Protecting sensitive intelligence information from public disclosure is important for effectively adjudicating cyber-insurance coverage disputes. Currently, CIPA only protects classified information in criminal trials.84 The Act provides a number of measures to keep classified documents and information out of the public record and, sometimes, out of the defendant’s hands. Those measures include substituting both unclassified summaries of relevant documents and materials, and unclassified statements that admit the relevant facts.85 Courts have supplemented CIPA with the judicially created SWR, which allows a witness to testify in code regarding sensitive information, with the parties and the jury given the key.86 There is no equivalent law or set of procedures to address the use of classified information in civil cases.87

Expanding CIPA to civil cases could allow parties to litigate coverage disputes more fully.88 Currently, the state secrets privilege is the government’s only method of protecting sensitive information in civil cases.89 Unlike CIPA, the state secrets privilege does not preserve the classified nature of evidence and permit its use at trial.90 Instead, the court must merely decide whether the information qualifies as a state secret, and if so, it excludes the evidence.91 As a result of those evidentiary rulings, many civil cases involving alleged state secrets are dismissed.92 By adopting a CIPA analogue for the civil context, the federal government could provide information regarding its attribution while shielding highly sensitive information from the public.93

Despite the allure of the CIPA, it may not provide a perfect solution. First, CIPA requires the recipient of the information to have a security clearance.94 This process could lead to significantly increased litigation costs and delays. 95 Under a CIPA-like regime, the government would have to clear either the parties’ representatives, their counsel, or both in order to divulge the classified information. Even where repeat players are involved, the nature of modern litigation is such that insureds retain many different law firms. The government would need to clear these lawyers on an ad hoc basis or require that previously cleared counsel be appointed.96 In addition to the administrative difficulties, CIPA’s clearance requirement has been criticized for allowing courts to prevent defendants from seeing evidence in their own cases.97 Indeed, CIPA allows the court to “issue protective orders prohibiting cleared counsel from sharing any classified information with the defendant.”98One case, United States v. Yunis,provides “[a] stark example of [the] leeway granted to the government . . . . [T]he court held after an ex parte review of the information . . . that the defendant was not entitled to his own tape-recorded statements because they were not ‘helpful to the defense of [the] accused.’”99 These concerns are less significant, however, in the insurance-coverage context. The government will not be a party to these lawsuits. And these cases merely involve disputes over money.

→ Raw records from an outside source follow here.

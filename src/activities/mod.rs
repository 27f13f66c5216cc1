pub mod dispatch;
pub mod snapshot;

use anyhow::{Error, Result};
use async_trait::async_trait;
use chrono::{DateTime, Utc};

use crate::models::{
    message::DlqMessage,
    notification::{NotificationDefinition, SendingSnapshot},
};

/// External card templating collaborator. Returns the serialized card
/// document for a notification's current state.
#[async_trait]
pub trait ContentRenderer: Send + Sync {
    async fn render(&self, notification: &NotificationDefinition) -> Result<String, Error>;
}

/// Durable store holding sending snapshots. The upsert must be idempotent
/// (last write wins) because steps are re-executed under at-least-once retry.
#[async_trait]
pub trait SnapshotStore: Send + Sync {
    async fn upsert(&self, snapshot: &SendingSnapshot) -> Result<(), Error>;
}

/// Metadata record of the notification, used only to attach failure
/// annotations on the dispatch step's catch path.
#[async_trait]
pub trait MetadataStore: Send + Sync {
    async fn append_failure(&self, notification_id: &str, message: &str) -> Result<(), Error>;
}

/// Delivery queue accepting a serialized trigger that must stay invisible
/// to consumers until `visible_at`.
#[async_trait]
pub trait DeliveryQueue: Send + Sync {
    async fn submit(&self, payload: &[u8], visible_at: DateTime<Utc>) -> Result<(), Error>;
}

/// Parking spot for prepare requests that exhausted their retries.
#[async_trait]
pub trait DeadLetterQueue: Send + Sync {
    async fn publish(&self, message: &DlqMessage) -> Result<(), Error>;
}
use std::sync::Arc;

use anyhow::{Error, Result};
use futures_util::StreamExt;
use tracing::{error, info, warn};
use tracing_subscriber::EnvFilter;

use prepare_service::{
    activities::{dispatch::TriggerDispatcher, snapshot::SnapshotWriter},
    api::run_api_server,
    clients::{card::CardServiceClient, database::DatabaseClient, rbmq::RabbitMqClient},
    config::Config,
    coordinator::PrepareCoordinator,
    utils::process_prepare_request,
};

#[tokio::main]
async fn main() -> Result<(), Error> {
    tracing_subscriber::fmt()
        .with_env_filter(
            EnvFilter::try_from_default_env().unwrap_or_else(|_| EnvFilter::new("info")),
        )
        .json()
        .init();

    let config = Config::load()?;

    let rabbitmq = Arc::new(RabbitMqClient::connect(&config).await?);
    let database = Arc::new(DatabaseClient::connect(&config.database_url).await?);
    database.run_migrations().await?;
    let card_service = Arc::new(CardServiceClient::new(&config)?);

    let snapshot_writer = SnapshotWriter::new(card_service, database.clone());
    let trigger_dispatcher = TriggerDispatcher::new(
        rabbitmq.clone(),
        database.clone(),
        config.send_delay_seconds,
    );

    let coordinator = PrepareCoordinator::new(
        snapshot_writer,
        trigger_dispatcher,
        config.retry_config(),
    );

    let api_config = config.clone();
    tokio::spawn(async move {
        if let Err(e) = run_api_server(api_config).await {
            error!(error = %e, "Health check server exited");
        }
    });

    info!("Prepare worker started");

    let mut consumer = rabbitmq.create_consumer().await?;

    while let Some(delivery) = consumer.next().await {
        let delivery = match delivery {
            Ok(delivery) => delivery,
            Err(e) => {
                warn!(error = %e, "Failed to receive delivery");
                continue;
            }
        };

        let payload = String::from_utf8_lossy(&delivery.data).to_string();

        match process_prepare_request(&payload, &coordinator, rabbitmq.as_ref()).await {
            Ok(()) => {
                rabbitmq.acknowledge(delivery.delivery_tag).await?;
            }
            Err(e) => {
                error!(error = %e, "Prepare request failed, parked on failed queue");
                rabbitmq.reject(delivery.delivery_tag, false).await?;
            }
        }
    }

    Ok(())
}
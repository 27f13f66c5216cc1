use std::time::Duration;

use anyhow::{Error, Result, anyhow};
use async_trait::async_trait;
use reqwest::Client;
use serde::Serialize;
use tracing::{debug, info};

use crate::{activities::ContentRenderer, config::Config, models::notification::NotificationDefinition};

/// Content fields shipped to the card service. Recipient batches stay
/// behind: rendering depends only on the notification's content inputs.
#[derive(Debug, Serialize)]
struct CardRenderRequest<'a> {
    notification_id: &'a str,
    title: &'a str,
    summary: Option<&'a str>,
    author: Option<&'a str>,
    image_link: Option<&'a str>,
    button_title: Option<&'a str>,
    button_link: Option<&'a str>,
}

/// HTTP client for the external card templating collaborator.
///
/// Deliberately single-attempt: rendering errors must propagate to the
/// coordinator's step retry policy rather than being retried twice over.
pub struct CardServiceClient {
    http_client: Client,
    base_url: String,
}

impl CardServiceClient {
    pub fn new(config: &Config) -> Result<Self, Error> {
        let http_client = Client::builder()
            .timeout(Duration::from_secs(10))
            .build()
            .map_err(|_| anyhow!("Failed to create HTTP client"))?;

        info!(base_url = %config.card_service_url, "Card service client initialized");

        Ok(Self {
            http_client,
            base_url: config.card_service_url.clone(),
        })
    }
}

#[async_trait]
impl ContentRenderer for CardServiceClient {
    async fn render(&self, notification: &NotificationDefinition) -> Result<String, Error> {
        let url = format!("{}/api/v1/cards/render", self.base_url);

        debug!(
            notification_id = %notification.id,
            "Requesting card render"
        );

        let request = CardRenderRequest {
            notification_id: &notification.id,
            title: &notification.title,
            summary: notification.summary.as_deref(),
            author: notification.author.as_deref(),
            image_link: notification.image_link.as_deref(),
            button_title: notification.button_title.as_deref(),
            button_link: notification.button_link.as_deref(),
        };

        let response = self
            .http_client
            .post(&url)
            .json(&request)
            .send()
            .await
            .map_err(|e| anyhow!("Card service request failed: {}", e))?;

        let status = response.status();

        if !status.is_success() {
            return Err(anyhow!("Card service returned status {}", status));
        }

        let card: serde_json::Value = response
            .json()
            .await
            .map_err(|e| anyhow!("Failed to parse card JSON: {}", e))?;

        Ok(card.to_string())
    }
}
use std::{collections::HashMap, time::Instant};

use chrono::Utc;
use tracing::{debug, warn};

use crate::{
    clients::{database::DatabaseClient, rbmq::RabbitMqClient},
    config::Config,
    models::health::{HealthCheckResponse, ServiceHealth, overall_status},
};

pub struct HealthChecker {
    config: Config,
}

impl HealthChecker {
    pub fn new(config: Config) -> Self {
        Self { config }
    }

    pub async fn check_all(&self) -> HealthCheckResponse {
        let mut checks = HashMap::new();

        let db_health = self.check_database().await;
        checks.insert("database".to_string(), db_health);

        let rabbitmq_health = self.check_rabbitmq().await;
        checks.insert("message_broker".to_string(), rabbitmq_health);

        let card_health = self.check_card_service().await;
        checks.insert("card_service".to_string(), card_health);

        HealthCheckResponse {
            status: overall_status(&checks),
            timestamp: Utc::now(),
            checks,
        }
    }

    async fn check_database(&self) -> ServiceHealth {
        let start = Instant::now();

        match DatabaseClient::connect(&self.config.database_url).await {
            Ok(client) => match client.health_check().await {
                Ok(_) => {
                    let elapsed = start.elapsed().as_millis() as u64;
                    debug!(response_time_ms = elapsed, "Database health check passed");
                    ServiceHealth::healthy(elapsed)
                }
                Err(e) => {
                    warn!(error = %e, "Database health check failed");
                    ServiceHealth::unhealthy(format!("Health check query failed: {}", e))
                }
            },
            Err(e) => {
                warn!(error = %e, "Database connection failed");
                ServiceHealth::unhealthy(format!("Connection failed: {}", e))
            }
        }
    }

    async fn check_rabbitmq(&self) -> ServiceHealth {
        let start = Instant::now();

        match RabbitMqClient::connect(&self.config).await {
            Ok(_) => {
                let elapsed = start.elapsed().as_millis() as u64;
                debug!(response_time_ms = elapsed, "RabbitMQ health check passed");
                ServiceHealth::healthy(elapsed)
            }
            Err(e) => {
                warn!(error = %e, "RabbitMQ connection failed");
                ServiceHealth::unhealthy(format!("Connection failed: {}", e))
            }
        }
    }

    async fn check_card_service(&self) -> ServiceHealth {
        let start = Instant::now();
        let url = format!("{}/health", self.config.card_service_url);

        match reqwest::get(&url).await {
            Ok(response) if response.status().is_success() => {
                let elapsed = start.elapsed().as_millis() as u64;
                debug!(response_time_ms = elapsed, "Card service health check passed");
                ServiceHealth::healthy(elapsed)
            }
            Ok(response) => {
                warn!(status = %response.status(), "Card service health check failed");
                ServiceHealth::unhealthy(format!(
                    "Card service returned status {}",
                    response.status()
                ))
            }
            Err(e) => {
                warn!(error = %e, "Card service unreachable");
                ServiceHealth::unhealthy(format!("Request failed: {}", e))
            }
        }
    }
}
mod common;

use std::sync::{Arc, atomic::Ordering};

use anyhow::Result;
use common::{InMemorySnapshotStore, StubRenderer, notification_with_batches};
use prepare_service::{
    activities::snapshot::SnapshotWriter,
    models::notification::SENDING_NOTIFICATIONS_PARTITION,
};

/// Test: Snapshot is persisted under the sending partition with the
/// notification id as row key and the rendered content
#[tokio::test]
async fn test_snapshot_persisted_with_rendered_content() -> Result<()> {
    let renderer = Arc::new(StubRenderer::returning(r#"{"type":"AdaptiveCard"}"#));
    let store = Arc::new(InMemorySnapshotStore::new());

    let writer = SnapshotWriter::new(renderer, store.clone());
    let notification = notification_with_batches("n-100", &[2]);

    writer.prepare_snapshot(&notification).await?;

    let snapshot = store
        .get(SENDING_NOTIFICATIONS_PARTITION, "n-100")
        .expect("snapshot should exist");

    assert_eq!(snapshot.notification_id, "n-100");
    assert_eq!(snapshot.row_key, "n-100");
    assert_eq!(snapshot.content, r#"{"type":"AdaptiveCard"}"#);
    assert_eq!(store.len(), 1, "Exactly one record per notification");

    Ok(())
}

/// Test: Re-running the snapshot step is an idempotent last-write-wins upsert
#[tokio::test]
async fn test_rerun_overwrites_with_current_content() -> Result<()> {
    let renderer = Arc::new(StubRenderer::returning(r#"{"version":"1.0"}"#));
    let store = Arc::new(InMemorySnapshotStore::new());

    let writer = SnapshotWriter::new(renderer.clone(), store.clone());
    let notification = notification_with_batches("n-101", &[]);

    writer.prepare_snapshot(&notification).await?;
    writer.prepare_snapshot(&notification).await?;

    assert_eq!(store.len(), 1, "Re-execution must not create a second record");

    // Notification content changed between retries: the latest render wins.
    renderer.set_output(r#"{"version":"1.1"}"#);
    writer.prepare_snapshot(&notification).await?;

    let snapshot = store
        .get(SENDING_NOTIFICATIONS_PARTITION, "n-101")
        .expect("snapshot should exist");

    assert_eq!(snapshot.content, r#"{"version":"1.1"}"#);
    assert_eq!(store.len(), 1);

    Ok(())
}

/// Test: Rendering errors propagate and nothing is written
#[tokio::test]
async fn test_render_error_propagates_without_write() -> Result<()> {
    let renderer = Arc::new(StubRenderer::failing_times("unused", u32::MAX));
    let store = Arc::new(InMemorySnapshotStore::new());

    let writer = SnapshotWriter::new(renderer, store.clone());
    let notification = notification_with_batches("n-102", &[1]);

    let result = writer.prepare_snapshot(&notification).await;

    assert!(result.is_err(), "Render failure must abort the step");
    assert_eq!(store.len(), 0, "No snapshot without a valid rendered card");
    assert_eq!(store.upsert_calls.load(Ordering::SeqCst), 0);

    Ok(())
}

/// Test: Persistence errors propagate to the caller
#[tokio::test]
async fn test_store_error_propagates() -> Result<()> {
    let renderer = Arc::new(StubRenderer::returning("{}"));
    let store = Arc::new(InMemorySnapshotStore::failing_times(u32::MAX));

    let writer = SnapshotWriter::new(renderer, store.clone());
    let notification = notification_with_batches("n-103", &[1]);

    let result = writer.prepare_snapshot(&notification).await;

    assert!(result.is_err(), "Store failure must surface to the coordinator");
    assert_eq!(store.len(), 0);

    Ok(())
}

Second, the government may object to the use of classified information even if a court finds the substituted unclassified summaries inadequate.100 If the court determines that a substitution under CIPA § 6(c) is inadequate, it enters a disclosure order.101 The Attorney General, however, has the authority to oppose the use of the classified information. Were the Attorney General to oppose a court’s disclosure order, the court might sanction the government—“striking all or part of a witness’[s] testimony, resolving the issue of fact against the United States, or dismissing part or all of the indictment.”102 Thus, expanding CIPA may simply result in a game of chicken between the executive branch and the judiciary.

C. Shifting the Burden of Proof

Perhaps the simplest solution is to shift the burden of proving the applicability of a policy exclusion from the insurer to the insured. Ordinarily, the insured must only establish a prima faciecase for coverage and the insurer bears the burden of proving that a particular loss is excluded under the policy’s terms.103 Reversing the burden—requiring the insured to prove the inapplicability of a policy exclusion by a preponderance of the evidence—would allow cases to proceed that would otherwise be dismissed on state secrets grounds.104 The insured’s expert would testify fully regarding the evidence underlying their attribution to a nonstate actor. The jury could then evaluate whether the insurer has adequately rebutted the presumption that the perpetrator was a state actor. While this solution requires the least structural reform of those discussed in this Essay, shifting the burden creates a peculiar inconsistency—the presence of an insurance policy is coupled with a presumption of lack of coverage. Additionally, merely shifting the burden leads to coverage disputes hinging on the burden, rather than the truth. We would be trading a system in which the insured always loses when the insurer asserts the policy exclusion (because the state secrets privilege and subsequent dismissal would lead insurers to have the final word on coverage) to a system in which the insurer always loses (because the crucial evidence to rebut the presumption of coverage would be classified).105 Shifting the burden provides an easily implemented but ultimately unsatisfying solution to address the complex problem of adjudicating cybercoverage disputes involving the hostile-or-warlike-action exclusion.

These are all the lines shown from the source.